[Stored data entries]
-- -- --

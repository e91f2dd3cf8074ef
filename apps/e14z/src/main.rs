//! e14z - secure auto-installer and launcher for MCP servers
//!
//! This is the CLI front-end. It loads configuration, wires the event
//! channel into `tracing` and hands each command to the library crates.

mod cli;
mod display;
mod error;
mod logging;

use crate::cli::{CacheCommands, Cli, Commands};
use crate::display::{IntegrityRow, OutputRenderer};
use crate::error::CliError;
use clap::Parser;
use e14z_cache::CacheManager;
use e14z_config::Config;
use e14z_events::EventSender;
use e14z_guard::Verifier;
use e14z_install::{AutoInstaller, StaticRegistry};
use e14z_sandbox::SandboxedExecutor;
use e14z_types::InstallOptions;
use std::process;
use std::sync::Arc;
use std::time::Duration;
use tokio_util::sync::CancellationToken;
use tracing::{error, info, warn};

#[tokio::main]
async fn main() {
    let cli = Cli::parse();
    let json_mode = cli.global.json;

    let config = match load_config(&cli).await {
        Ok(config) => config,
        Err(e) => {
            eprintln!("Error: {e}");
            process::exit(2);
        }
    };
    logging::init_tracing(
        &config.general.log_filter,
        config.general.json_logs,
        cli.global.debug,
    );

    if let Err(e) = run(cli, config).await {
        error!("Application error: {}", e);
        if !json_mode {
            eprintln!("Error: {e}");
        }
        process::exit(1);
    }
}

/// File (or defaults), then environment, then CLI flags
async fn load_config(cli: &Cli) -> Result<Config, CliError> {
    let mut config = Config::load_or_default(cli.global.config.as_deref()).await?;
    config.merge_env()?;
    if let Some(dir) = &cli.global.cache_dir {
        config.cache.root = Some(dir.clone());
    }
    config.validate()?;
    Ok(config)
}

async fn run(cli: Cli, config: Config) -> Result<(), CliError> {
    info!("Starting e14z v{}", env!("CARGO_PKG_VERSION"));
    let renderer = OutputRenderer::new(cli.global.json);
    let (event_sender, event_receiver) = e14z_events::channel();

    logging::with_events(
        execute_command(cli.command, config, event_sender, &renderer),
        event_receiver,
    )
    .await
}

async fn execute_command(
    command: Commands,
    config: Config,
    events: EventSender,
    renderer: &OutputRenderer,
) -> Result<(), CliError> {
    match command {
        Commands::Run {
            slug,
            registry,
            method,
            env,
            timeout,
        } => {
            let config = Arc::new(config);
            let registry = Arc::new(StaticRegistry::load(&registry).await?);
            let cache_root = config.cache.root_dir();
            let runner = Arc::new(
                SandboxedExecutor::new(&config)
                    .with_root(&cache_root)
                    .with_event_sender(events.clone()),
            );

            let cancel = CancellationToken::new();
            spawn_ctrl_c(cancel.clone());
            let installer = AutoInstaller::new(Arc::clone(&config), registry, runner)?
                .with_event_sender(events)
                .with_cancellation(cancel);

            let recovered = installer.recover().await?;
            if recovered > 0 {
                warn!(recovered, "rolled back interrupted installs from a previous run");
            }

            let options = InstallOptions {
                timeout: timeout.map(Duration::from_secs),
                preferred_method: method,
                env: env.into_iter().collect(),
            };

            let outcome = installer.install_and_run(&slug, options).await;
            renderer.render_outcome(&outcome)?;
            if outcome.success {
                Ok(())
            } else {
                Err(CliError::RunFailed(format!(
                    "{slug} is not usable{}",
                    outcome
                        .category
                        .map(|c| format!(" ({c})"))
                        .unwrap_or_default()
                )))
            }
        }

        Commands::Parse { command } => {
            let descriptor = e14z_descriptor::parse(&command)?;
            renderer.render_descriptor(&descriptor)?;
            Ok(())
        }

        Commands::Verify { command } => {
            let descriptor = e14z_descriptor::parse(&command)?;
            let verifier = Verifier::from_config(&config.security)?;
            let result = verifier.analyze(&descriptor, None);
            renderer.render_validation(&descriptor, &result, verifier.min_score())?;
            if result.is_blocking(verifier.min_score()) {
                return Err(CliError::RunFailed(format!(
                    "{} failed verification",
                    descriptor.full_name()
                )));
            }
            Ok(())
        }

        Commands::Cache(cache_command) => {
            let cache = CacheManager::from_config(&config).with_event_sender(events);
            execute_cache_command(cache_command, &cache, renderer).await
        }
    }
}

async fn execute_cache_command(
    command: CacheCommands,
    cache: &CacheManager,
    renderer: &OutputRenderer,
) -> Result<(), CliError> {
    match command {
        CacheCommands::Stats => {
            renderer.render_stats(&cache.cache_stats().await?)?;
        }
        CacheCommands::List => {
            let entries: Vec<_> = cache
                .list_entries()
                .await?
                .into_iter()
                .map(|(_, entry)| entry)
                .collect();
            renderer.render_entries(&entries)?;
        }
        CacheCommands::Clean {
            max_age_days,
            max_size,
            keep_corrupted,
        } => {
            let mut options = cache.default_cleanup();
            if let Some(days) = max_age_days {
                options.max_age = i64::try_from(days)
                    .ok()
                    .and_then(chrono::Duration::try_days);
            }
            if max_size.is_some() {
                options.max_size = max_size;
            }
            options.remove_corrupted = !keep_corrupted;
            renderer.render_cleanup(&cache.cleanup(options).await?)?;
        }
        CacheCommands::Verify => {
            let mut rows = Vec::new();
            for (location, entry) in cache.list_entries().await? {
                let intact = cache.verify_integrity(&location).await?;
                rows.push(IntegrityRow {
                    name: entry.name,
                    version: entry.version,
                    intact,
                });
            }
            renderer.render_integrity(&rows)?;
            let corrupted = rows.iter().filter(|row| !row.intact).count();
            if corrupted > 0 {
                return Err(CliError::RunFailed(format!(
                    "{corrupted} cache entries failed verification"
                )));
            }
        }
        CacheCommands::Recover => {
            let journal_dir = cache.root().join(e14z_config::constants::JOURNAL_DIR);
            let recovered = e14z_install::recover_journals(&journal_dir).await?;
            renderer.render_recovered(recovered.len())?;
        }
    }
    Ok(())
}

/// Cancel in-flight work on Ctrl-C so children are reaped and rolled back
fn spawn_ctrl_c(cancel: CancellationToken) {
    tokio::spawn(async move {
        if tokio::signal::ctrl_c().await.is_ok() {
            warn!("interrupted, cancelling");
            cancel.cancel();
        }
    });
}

-- -- --

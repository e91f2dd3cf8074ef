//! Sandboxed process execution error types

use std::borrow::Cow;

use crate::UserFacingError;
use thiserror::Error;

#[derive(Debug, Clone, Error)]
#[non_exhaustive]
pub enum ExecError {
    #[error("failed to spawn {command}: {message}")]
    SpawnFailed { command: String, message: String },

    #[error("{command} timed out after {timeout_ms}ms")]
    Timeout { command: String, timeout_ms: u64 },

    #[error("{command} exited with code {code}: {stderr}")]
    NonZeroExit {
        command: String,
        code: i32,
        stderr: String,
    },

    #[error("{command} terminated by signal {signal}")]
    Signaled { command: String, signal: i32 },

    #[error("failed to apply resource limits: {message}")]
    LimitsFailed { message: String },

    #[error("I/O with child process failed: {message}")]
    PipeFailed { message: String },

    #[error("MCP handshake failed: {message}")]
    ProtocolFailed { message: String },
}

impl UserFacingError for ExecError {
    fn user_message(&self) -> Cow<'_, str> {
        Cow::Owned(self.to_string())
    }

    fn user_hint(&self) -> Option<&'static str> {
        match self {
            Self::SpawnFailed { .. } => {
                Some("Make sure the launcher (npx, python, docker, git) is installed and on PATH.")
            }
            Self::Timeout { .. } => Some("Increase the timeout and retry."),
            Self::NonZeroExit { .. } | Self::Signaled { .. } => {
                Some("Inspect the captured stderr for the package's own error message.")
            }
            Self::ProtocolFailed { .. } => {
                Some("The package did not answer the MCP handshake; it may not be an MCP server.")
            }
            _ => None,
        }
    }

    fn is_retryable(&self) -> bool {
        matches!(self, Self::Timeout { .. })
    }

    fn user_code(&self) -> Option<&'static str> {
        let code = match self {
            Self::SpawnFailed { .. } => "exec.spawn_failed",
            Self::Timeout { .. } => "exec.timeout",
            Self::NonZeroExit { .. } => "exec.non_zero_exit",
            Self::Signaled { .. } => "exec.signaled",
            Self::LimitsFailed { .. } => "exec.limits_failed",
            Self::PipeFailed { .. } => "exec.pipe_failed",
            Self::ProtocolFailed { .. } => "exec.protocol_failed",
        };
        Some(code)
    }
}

-- -- --

▶ To do: Find how many lines in the entries above have the string "descriptor" and report only that number.

▶ Output of the task: 6